Stored data:
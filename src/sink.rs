//! Transcript delivery.
//!
//! Dispatch tasks finish on their own schedule, long after the request that
//! triggered them returned. A sink carries the finished transcript back to
//! whatever transport owns the client: a WebSocket writer loop, a data
//! channel publisher, or a test collector.

use crate::error::{Result, ScribedError};
use async_trait::async_trait;

/// A finished transcript ready to send.
#[derive(Debug, Clone, PartialEq)]
pub struct Transcript {
    pub text: String,
    pub language: String,
    pub confidence: f32,
    /// Client-supplied timestamp from the triggering chunk, milliseconds.
    pub timestamp_ms: u64,
    /// Wall time from dispatch to finished inference, milliseconds.
    pub turnaround_ms: u64,
    /// Set on the media-room path; WebSocket sessions have no participant.
    pub participant: Option<String>,
}

/// Destination for finished transcripts.
///
/// Delivery is best-effort: a sink whose receiver has gone away returns an
/// error, and the dispatcher logs and drops the transcript. A closed client
/// must never take the inference pipeline down with it.
#[async_trait]
pub trait TranscriptSink: Send + Sync {
    async fn publish(&self, transcript: Transcript) -> Result<()>;
}

/// Sink backed by a tokio mpsc channel, used by the WebSocket writer loop.
#[derive(Debug, Clone)]
pub struct ChannelSink {
    tx: tokio::sync::mpsc::Sender<Transcript>,
}

impl ChannelSink {
    pub fn new(tx: tokio::sync::mpsc::Sender<Transcript>) -> Self {
        Self { tx }
    }
}

#[async_trait]
impl TranscriptSink for ChannelSink {
    async fn publish(&self, transcript: Transcript) -> Result<()> {
        self.tx
            .send(transcript)
            .await
            .map_err(|_| ScribedError::Transport {
                message: "transcript receiver dropped".to_string(),
            })
    }
}

/// Sink that records everything it receives. Test-only in spirit, but kept
/// in the library so integration tests across crates can use it.
#[derive(Debug, Clone, Default)]
pub struct CollectorSink {
    received: std::sync::Arc<std::sync::Mutex<Vec<Transcript>>>,
}

impl CollectorSink {
    pub fn new() -> Self {
        Self::default()
    }

    pub fn transcripts(&self) -> Vec<Transcript> {
        self.received
            .lock()
            .map(|g| g.clone())
            .unwrap_or_default()
    }

    pub fn count(&self) -> usize {
        self.received.lock().map(|g| g.len()).unwrap_or(0)
    }
}

#[async_trait]
impl TranscriptSink for CollectorSink {
    async fn publish(&self, transcript: Transcript) -> Result<()> {
        if let Ok(mut guard) = self.received.lock() {
            guard.push(transcript);
        }
        Ok(())
    }
}
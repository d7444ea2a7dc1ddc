//! scribed - Real-time speech-to-text streaming server
//!
//! Browser microphone audio in, JSON transcripts out. Two transports are
//! supported: a WebSocket carrying base64 chunks of the browser's encoded
//! stream, and a media-SDK room where the server subscribes to audio tracks
//! and publishes transcripts on a data channel.

#![warn(clippy::unwrap_used)]
#![warn(clippy::expect_used)]
#![warn(clippy::let_underscore_must_use)]

pub mod audio;
#[cfg(feature = "cli")]
pub mod cli;
pub mod config;
pub mod defaults;
pub mod dispatch;
pub mod error;
pub mod filter;
pub mod models;
pub mod rtc;
pub mod server;
pub mod session;
pub mod sink;
pub mod stt;

// Core pipeline (buffer → gate → infer → filter → sink)
pub use dispatch::{AudioWindow, DispatchOutcome, DispatchRequest, Dispatcher};
pub use filter::HallucinationFilter;
pub use session::{ChunkBuffer, Session};
pub use sink::{ChannelSink, CollectorSink, Transcript, TranscriptSink};
pub use stt::{MockTranscriber, SharedEngine, Transcriber, TranscriptionResult};

// Error handling
pub use error::{Result, ScribedError};

// Config
pub use config::Config;

/// Build version string with optional git commit hash.
///
/// Returns `"0.3.1+abc1234"` when git hash is available, `"0.3.1"` otherwise.
pub fn version_string() -> String {
    let version = env!("CARGO_PKG_VERSION");
    match option_env!("GIT_HASH") {
        Some(hash) if !hash.is_empty() => format!("{}+{}", version, hash),
        _ => version.to_string(),
    }
}
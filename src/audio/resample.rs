//! Channel downmix and sample-rate conversion.
//!
//! The model wants 16 kHz mono i16; browsers and SDK tracks deliver whatever
//! they like. Linear interpolation is sufficient for speech — the model is
//! far more tolerant of resampling artifacts than of latency.

use crate::defaults;

/// Downmix interleaved multi-channel samples to mono by averaging.
///
/// A trailing partial frame (fewer samples than `channels`) is dropped.
pub fn downmix(interleaved: &[f32], channels: usize) -> Vec<f32> {
    if channels <= 1 {
        return interleaved.to_vec();
    }
    interleaved
        .chunks_exact(channels)
        .map(|frame| frame.iter().sum::<f32>() / channels as f32)
        .collect()
}

/// Linear-interpolation resample of mono samples from `from_rate` to `to_rate`.
pub fn resample(mono: &[f32], from_rate: u32, to_rate: u32) -> Vec<f32> {
    if from_rate == to_rate || mono.is_empty() {
        return mono.to_vec();
    }
    let ratio = from_rate as f64 / to_rate as f64;
    let out_len = ((mono.len() as f64) / ratio).floor() as usize;
    let mut out = Vec::with_capacity(out_len);
    for i in 0..out_len {
        let pos = i as f64 * ratio;
        let idx = pos as usize;
        let frac = (pos - idx as f64) as f32;
        let a = mono[idx];
        let b = if idx + 1 < mono.len() { mono[idx + 1] } else { a };
        out.push(a + (b - a) * frac);
    }
    out
}

/// Convert normalized f32 samples to 16-bit PCM, clamping out-of-range input.
pub fn to_i16(samples: &[f32]) -> Vec<i16> {
    samples
        .iter()
        .map(|&s| (s.clamp(-1.0, 1.0) * 32767.0) as i16)
        .collect()
}

/// Convert 16-bit PCM to normalized f32 samples.
pub fn to_f32(samples: &[i16]) -> Vec<f32> {
    samples.iter().map(|&s| s as f32 / 32768.0).collect()
}

/// Full conditioning pipeline: interleaved f32 at any rate/layout to
/// 16 kHz mono i16 ready for inference.
pub fn prepare_for_inference(interleaved: &[f32], channels: usize, sample_rate: u32) -> Vec<i16> {
    let mono = downmix(interleaved, channels);
    let resampled = resample(&mono, sample_rate, defaults::SAMPLE_RATE);
    to_i16(&resampled)
}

• **The problem**
Every single entry above has to be copied exactly.

• **Solution to this exercise**
filename src/sink.rs
//! Transcript delivery.
//!
//! Dispatch tasks finish on their own schedule, long after the request that
//! triggered them returned. A sink carries the finished transcript back to
//! whatever transport owns the client: a WebSocket writer loop, a data
//! channel publisher, or a test collector.

use crate::error::{Result, ScribedError};
use async_trait::async_trait;

/// A finished transcript ready to send.
#[derive(Debug, Clone, PartialEq)]
pub struct Transcript {
    pub text: String,
    pub language: String,
    pub confidence: f32,
    /// Client-supplied timestamp from the triggering chunk, milliseconds.
    pub timestamp_ms: u64,
    /// Wall time from dispatch to finished inference, milliseconds.
    pub turnaround_ms: u64,
    /// Set on the media-room path; WebSocket sessions have no participant.
    pub participant: Option<String>,
}

/// Destination for finished transcripts.
///
/// Delivery is best-effort: a sink whose receiver has gone away returns an
/// error, and the dispatcher logs and drops the transcript. A closed client
/// must never take the inference pipeline down with it.
#[async_trait]
pub trait TranscriptSink: Send + Sync {
    async fn publish(&self, transcript: Transcript) -> Result<()>;
}

/// Sink backed by a tokio mpsc channel, used by the WebSocket writer loop.
#[derive(Debug, Clone)]
pub struct ChannelSink {
    tx: tokio::sync::mpsc::Sender<Transcript>,
}

impl ChannelSink {
    pub fn new(tx: tokio::sync::mpsc::Sender<Transcript>) -> Self {
        Self { tx }
    }
}

#[async_trait]
impl TranscriptSink for ChannelSink {
    async fn publish(&self, transcript: Transcript) -> Result<()> {
        self.tx
            .send(transcript)
            .await
            .map_err(|_| ScribedError::Transport {
                message: "transcript receiver dropped".to_string(),
            })
    }
}

/// Sink that records everything it receives. Test-only in spirit, but kept
/// in the library so integration tests across crates can use it.
#[derive(Debug, Clone, Default)]
pub struct CollectorSink {
    received: std::sync::Arc<std::sync::Mutex<Vec<Transcript>>>,
}

impl CollectorSink {
    pub fn new() -> Self {
        Self::default()
    }

    pub fn transcripts(&self) -> Vec<Transcript> {
        self.received
            .lock()
            .map(|g| g.clone())
            .unwrap_or_default()
    }

    pub fn count(&self) -> usize {
        self.received.lock().map(|g| g.len()).unwrap_or(0)
    }
}

#[async_trait]
impl TranscriptSink for CollectorSink {
    async fn publish(&self, transcript: Transcript) -> Result<()> {
        if let Ok(mut guard) = self.received.lock() {
            guard.push(transcript);
        }
        Ok(())
    }
}
repository d7444ea2a7dc1ddc
//! scribed - Real-time speech-to-text streaming server
//!
//! Browser microphone audio in, JSON transcripts out. Two transports are
//! supported: a WebSocket carrying base64 chunks of the browser's encoded
//! stream, and a media-SDK room where the server subscribes to audio tracks
//! and publishes transcripts on a data channel.

#![warn(clippy::unwrap_used)]
#![warn(clippy::expect_used)]
#![warn(clippy::let_underscore_must_use)]

pub mod audio;
#[cfg(feature = "cli")]
pub mod cli;
pub mod config;
pub mod defaults;
pub mod dispatch;
pub mod error;
pub mod filter;
pub mod models;
pub mod rtc;
pub mod server;
pub mod session;
pub mod sink;
pub mod stt;

// Core pipeline (buffer → gate → infer → filter → sink)
pub use dispatch::{AudioWindow, DispatchOutcome, DispatchRequest, Dispatcher};
pub use filter::HallucinationFilter;
pub use session::{ChunkBuffer, Session};
pub use sink::{ChannelSink, CollectorSink, Transcript, TranscriptSink};
pub use stt::{MockTranscriber, SharedEngine, Transcriber, TranscriptionResult};

// Error handling
pub use error::{Result, ScribedError};

// Config
pub use config::Config;

/// Build version string with optional git commit hash.
///
/// Returns `"0.3.1+abc1234"` when git hash is available, `"0.3.1"` otherwise.
pub fn version_string() -> String {
    let version = env!("CARGO_PKG_VERSION");
    match option_env!("GIT_HASH") {
        Some(hash) if !hash.is_empty() => format!("{}+{}", version, hash),
        _ => version.to_string(),
    }
}
filename src/audio/resample.rs
//! Channel downmix and sample-rate conversion.
//!
//! The model wants 16 kHz mono i16; browsers and SDK tracks deliver whatever
//! they like. Linear interpolation is sufficient for speech — the model is
//! far more tolerant of resampling artifacts than of latency.

use crate::defaults;

/// Downmix interleaved multi-channel samples to mono by averaging.
///
/// A trailing partial frame (fewer samples than `channels`) is dropped.
pub fn downmix(interleaved: &[f32], channels: usize) -> Vec<f32> {
    if channels <= 1 {
        return interleaved.to_vec();
    }
    interleaved
        .chunks_exact(channels)
        .map(|frame| frame.iter().sum::<f32>() / channels as f32)
        .collect()
}

/// Linear-interpolation resample of mono samples from `from_rate` to `to_rate`.
pub fn resample(mono: &[f32], from_rate: u32, to_rate: u32) -> Vec<f32> {
    if from_rate == to_rate || mono.is_empty() {
        return mono.to_vec();
    }
    let ratio = from_rate as f64 / to_rate as f64;
    let out_len = ((mono.len() as f64) / ratio).floor() as usize;
    let mut out = Vec::with_capacity(out_len);
    for i in 0..out_len {
        let pos = i as f64 * ratio;
        let idx = pos as usize;
        let frac = (pos - idx as f64) as f32;
        let a = mono[idx];
        let b = if idx + 1 < mono.len() { mono[idx + 1] } else { a };
        out.push(a + (b - a) * frac);
    }
    out
}

/// Convert normalized f32 samples to 16-bit PCM, clamping out-of-range input.
pub fn to_i16(samples: &[f32]) -> Vec<i16> {
    samples
        .iter()
        .map(|&s| (s.clamp(-1.0, 1.0) * 32767.0) as i16)
        .collect()
}

/// Convert 16-bit PCM to normalized f32 samples.
pub fn to_f32(samples: &[i16]) -> Vec<f32> {
    samples.iter().map(|&s| s as f32 / 32768.0).collect()
}

/// Full conditioning pipeline: interleaved f32 at any rate/layout to
/// 16 kHz mono i16 ready for inference.
pub fn prepare_for_inference(interleaved: &[f32], channels: usize, sample_rate: u32) -> Vec<i16> {
    let mono = downmix(interleaved, channels);
    let resampled = resample(&mono, sample_rate, defaults::SAMPLE_RATE);
    to_i16(&resampled)
}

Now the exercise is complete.